Requirement: The answer must be a single number: how many lines of the entries below include "Excellent".

Data extracts:
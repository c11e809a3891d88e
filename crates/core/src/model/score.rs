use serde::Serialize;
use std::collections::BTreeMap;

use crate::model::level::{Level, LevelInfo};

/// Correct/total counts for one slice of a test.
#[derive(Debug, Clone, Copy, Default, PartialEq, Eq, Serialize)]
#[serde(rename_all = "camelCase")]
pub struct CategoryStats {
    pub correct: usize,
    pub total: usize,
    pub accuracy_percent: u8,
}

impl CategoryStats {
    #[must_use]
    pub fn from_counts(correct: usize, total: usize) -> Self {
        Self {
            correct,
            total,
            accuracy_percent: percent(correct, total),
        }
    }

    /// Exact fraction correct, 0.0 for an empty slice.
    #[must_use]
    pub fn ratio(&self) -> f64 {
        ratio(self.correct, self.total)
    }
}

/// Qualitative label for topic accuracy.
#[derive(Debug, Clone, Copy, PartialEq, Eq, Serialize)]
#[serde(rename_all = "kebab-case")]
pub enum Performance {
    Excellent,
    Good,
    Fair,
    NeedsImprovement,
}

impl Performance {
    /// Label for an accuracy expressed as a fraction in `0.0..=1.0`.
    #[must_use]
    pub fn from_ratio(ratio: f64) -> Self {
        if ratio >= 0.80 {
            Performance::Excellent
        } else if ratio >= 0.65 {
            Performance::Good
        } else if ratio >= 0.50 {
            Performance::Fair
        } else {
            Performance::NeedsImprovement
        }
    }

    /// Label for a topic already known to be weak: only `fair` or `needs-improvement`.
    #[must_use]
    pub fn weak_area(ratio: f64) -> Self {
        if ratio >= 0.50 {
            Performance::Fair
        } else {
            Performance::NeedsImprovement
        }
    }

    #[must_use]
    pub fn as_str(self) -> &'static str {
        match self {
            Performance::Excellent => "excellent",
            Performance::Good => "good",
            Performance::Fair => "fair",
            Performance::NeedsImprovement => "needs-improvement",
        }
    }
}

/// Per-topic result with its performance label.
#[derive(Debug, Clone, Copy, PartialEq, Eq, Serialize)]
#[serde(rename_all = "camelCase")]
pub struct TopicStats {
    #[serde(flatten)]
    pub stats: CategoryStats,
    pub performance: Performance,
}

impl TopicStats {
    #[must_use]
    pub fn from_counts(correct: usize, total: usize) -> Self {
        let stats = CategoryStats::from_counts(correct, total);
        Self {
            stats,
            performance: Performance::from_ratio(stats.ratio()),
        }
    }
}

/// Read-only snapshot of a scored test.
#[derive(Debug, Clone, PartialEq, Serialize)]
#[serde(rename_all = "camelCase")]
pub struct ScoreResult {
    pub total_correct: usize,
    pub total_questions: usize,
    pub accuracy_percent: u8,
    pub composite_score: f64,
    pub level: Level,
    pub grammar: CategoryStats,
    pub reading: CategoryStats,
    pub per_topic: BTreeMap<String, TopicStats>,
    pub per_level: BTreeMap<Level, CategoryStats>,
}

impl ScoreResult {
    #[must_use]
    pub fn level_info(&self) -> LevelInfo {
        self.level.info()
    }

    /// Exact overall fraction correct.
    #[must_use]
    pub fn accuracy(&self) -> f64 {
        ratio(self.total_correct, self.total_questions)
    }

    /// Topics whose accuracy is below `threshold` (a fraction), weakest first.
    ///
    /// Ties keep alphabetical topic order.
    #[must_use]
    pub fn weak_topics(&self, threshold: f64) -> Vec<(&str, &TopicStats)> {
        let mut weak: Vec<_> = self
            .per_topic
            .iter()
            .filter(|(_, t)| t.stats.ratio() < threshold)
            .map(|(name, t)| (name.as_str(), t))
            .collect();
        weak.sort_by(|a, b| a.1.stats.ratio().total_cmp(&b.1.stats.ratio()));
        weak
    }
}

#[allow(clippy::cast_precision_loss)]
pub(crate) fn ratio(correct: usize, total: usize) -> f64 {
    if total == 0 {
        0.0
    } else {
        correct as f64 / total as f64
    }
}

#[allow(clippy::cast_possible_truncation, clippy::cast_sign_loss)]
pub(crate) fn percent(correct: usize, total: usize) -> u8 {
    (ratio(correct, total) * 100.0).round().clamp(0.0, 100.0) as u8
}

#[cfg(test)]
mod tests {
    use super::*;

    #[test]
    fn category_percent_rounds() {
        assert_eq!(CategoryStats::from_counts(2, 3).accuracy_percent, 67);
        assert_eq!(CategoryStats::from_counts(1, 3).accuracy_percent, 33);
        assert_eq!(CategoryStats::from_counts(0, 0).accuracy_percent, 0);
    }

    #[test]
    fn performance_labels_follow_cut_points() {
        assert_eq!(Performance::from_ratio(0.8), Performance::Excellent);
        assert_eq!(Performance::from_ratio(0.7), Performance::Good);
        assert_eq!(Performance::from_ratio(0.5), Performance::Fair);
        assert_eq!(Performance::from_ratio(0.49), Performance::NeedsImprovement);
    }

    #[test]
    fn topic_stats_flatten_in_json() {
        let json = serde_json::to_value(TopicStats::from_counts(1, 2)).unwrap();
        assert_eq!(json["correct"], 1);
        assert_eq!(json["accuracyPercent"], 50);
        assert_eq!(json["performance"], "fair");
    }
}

---

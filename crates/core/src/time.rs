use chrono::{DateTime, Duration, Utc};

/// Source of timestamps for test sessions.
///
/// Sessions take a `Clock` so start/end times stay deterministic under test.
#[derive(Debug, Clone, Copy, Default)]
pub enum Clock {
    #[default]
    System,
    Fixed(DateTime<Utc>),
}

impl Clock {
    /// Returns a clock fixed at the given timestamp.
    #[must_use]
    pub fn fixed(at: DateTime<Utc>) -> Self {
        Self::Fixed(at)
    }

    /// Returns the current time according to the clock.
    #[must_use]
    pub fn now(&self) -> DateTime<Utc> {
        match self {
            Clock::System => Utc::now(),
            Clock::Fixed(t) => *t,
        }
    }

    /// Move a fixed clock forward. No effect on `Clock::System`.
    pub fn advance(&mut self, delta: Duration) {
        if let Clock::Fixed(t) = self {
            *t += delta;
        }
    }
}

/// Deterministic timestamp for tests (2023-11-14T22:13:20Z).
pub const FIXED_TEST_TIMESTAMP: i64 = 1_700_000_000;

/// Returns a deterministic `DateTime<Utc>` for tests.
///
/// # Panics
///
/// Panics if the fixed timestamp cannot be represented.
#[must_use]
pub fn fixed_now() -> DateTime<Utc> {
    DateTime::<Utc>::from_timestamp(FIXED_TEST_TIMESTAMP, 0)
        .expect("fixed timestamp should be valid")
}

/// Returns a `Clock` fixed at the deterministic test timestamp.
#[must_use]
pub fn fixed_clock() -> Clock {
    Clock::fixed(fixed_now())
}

---

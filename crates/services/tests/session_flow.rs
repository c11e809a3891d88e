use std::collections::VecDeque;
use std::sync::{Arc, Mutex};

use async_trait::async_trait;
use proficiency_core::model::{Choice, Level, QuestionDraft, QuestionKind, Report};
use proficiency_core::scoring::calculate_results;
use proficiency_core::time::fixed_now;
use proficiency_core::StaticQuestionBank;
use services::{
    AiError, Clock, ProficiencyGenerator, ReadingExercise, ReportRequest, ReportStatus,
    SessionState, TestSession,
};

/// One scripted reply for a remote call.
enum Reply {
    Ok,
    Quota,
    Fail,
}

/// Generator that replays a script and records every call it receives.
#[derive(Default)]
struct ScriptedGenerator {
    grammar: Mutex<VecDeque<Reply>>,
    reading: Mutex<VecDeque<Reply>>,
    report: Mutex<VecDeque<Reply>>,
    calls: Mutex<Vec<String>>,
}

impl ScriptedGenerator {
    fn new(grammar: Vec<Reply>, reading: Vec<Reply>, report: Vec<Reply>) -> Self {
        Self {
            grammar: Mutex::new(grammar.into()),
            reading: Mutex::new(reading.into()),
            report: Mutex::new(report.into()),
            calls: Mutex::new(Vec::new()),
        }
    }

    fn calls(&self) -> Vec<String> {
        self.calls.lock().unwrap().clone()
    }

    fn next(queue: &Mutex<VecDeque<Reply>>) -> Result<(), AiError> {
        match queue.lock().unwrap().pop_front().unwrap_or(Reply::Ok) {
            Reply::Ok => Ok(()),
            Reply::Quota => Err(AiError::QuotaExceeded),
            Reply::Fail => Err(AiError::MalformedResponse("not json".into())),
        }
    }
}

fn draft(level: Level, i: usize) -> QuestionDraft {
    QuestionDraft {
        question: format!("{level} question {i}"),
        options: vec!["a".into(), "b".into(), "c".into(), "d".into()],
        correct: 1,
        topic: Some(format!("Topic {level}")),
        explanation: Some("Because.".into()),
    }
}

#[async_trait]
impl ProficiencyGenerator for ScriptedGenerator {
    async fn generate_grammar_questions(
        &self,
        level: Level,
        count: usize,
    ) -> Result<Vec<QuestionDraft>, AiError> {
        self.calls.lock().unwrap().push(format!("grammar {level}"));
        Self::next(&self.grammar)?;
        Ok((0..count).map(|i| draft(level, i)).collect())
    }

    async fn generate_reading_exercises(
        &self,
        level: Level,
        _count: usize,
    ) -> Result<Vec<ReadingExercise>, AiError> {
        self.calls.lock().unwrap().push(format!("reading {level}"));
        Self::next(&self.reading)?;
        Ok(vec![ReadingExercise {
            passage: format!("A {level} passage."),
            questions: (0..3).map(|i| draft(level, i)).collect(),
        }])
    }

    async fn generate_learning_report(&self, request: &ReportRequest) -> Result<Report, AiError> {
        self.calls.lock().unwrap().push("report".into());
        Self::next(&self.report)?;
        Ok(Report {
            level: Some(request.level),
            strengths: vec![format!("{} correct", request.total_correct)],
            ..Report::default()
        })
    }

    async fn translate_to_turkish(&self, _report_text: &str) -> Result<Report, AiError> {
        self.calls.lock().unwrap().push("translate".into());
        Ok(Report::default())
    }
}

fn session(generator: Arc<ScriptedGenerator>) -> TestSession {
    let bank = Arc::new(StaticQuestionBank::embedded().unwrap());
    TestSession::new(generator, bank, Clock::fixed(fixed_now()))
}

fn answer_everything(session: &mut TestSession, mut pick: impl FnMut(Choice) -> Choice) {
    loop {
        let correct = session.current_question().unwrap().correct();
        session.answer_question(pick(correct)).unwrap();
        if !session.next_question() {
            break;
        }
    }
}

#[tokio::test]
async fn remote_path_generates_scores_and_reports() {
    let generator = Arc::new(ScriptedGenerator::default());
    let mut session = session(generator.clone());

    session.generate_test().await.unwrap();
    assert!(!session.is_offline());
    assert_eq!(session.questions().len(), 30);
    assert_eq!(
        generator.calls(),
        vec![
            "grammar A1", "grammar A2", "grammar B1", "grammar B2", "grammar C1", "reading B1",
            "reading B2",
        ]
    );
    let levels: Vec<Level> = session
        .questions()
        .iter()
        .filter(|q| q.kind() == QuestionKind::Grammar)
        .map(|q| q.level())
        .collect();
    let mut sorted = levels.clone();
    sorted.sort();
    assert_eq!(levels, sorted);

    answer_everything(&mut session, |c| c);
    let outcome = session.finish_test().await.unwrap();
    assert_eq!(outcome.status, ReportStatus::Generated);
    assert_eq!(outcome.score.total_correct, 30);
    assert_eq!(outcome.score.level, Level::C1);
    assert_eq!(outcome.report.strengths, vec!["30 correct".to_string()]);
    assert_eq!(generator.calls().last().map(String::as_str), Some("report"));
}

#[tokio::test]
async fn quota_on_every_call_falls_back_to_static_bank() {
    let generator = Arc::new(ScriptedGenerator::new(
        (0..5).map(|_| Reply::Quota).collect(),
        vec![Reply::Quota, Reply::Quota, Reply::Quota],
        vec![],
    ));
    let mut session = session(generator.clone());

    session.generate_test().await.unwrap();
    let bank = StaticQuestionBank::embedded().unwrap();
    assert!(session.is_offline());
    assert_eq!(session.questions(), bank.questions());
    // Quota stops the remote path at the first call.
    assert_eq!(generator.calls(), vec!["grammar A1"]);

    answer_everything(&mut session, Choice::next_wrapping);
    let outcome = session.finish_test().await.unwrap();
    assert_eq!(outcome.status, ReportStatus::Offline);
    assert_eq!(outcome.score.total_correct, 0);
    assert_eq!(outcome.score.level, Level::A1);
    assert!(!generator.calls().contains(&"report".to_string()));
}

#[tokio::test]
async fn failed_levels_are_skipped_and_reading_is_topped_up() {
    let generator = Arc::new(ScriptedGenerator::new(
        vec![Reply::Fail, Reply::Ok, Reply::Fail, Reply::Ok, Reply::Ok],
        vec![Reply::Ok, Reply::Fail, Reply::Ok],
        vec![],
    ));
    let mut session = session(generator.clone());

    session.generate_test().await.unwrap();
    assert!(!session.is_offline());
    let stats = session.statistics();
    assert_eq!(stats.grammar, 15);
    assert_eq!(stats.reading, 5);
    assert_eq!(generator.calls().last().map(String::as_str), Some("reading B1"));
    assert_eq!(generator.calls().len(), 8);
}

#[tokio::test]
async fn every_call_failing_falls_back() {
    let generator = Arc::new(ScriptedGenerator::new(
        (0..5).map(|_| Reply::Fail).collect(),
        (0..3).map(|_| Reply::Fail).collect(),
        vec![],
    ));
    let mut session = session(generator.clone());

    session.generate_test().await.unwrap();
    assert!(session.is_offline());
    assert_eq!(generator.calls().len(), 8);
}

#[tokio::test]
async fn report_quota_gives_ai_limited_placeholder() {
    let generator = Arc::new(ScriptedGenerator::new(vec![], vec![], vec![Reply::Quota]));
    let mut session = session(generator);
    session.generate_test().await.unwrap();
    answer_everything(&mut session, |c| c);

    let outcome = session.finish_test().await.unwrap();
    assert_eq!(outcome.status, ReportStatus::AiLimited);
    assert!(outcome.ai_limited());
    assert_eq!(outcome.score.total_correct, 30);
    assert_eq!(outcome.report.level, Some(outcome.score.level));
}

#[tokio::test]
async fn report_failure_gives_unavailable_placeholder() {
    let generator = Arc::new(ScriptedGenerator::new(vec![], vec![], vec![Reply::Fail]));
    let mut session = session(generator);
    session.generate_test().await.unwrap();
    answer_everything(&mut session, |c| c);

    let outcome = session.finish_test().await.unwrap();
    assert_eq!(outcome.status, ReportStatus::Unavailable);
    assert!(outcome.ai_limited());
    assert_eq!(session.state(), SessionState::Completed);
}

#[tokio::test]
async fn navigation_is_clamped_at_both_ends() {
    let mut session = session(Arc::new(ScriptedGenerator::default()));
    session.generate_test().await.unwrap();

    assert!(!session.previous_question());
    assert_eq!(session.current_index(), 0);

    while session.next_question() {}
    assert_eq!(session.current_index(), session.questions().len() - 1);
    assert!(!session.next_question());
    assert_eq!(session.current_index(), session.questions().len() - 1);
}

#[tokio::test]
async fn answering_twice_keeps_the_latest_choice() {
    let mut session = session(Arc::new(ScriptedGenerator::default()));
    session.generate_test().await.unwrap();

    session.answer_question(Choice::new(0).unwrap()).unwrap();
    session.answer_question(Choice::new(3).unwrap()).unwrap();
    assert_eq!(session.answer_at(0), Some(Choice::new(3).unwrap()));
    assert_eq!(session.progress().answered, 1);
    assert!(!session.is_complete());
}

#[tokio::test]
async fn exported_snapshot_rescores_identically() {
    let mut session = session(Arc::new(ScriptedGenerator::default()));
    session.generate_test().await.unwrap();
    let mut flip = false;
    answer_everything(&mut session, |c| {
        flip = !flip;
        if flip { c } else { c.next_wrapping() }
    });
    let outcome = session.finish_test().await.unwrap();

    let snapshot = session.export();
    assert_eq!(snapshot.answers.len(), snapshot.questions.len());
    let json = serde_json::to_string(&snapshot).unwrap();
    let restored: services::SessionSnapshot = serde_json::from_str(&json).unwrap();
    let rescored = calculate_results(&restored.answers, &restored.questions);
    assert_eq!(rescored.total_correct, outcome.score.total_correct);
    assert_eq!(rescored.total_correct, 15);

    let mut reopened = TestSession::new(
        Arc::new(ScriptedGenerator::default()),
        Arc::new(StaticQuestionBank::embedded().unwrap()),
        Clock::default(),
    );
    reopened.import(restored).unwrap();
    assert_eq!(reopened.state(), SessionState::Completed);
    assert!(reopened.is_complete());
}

Answer to this task: 4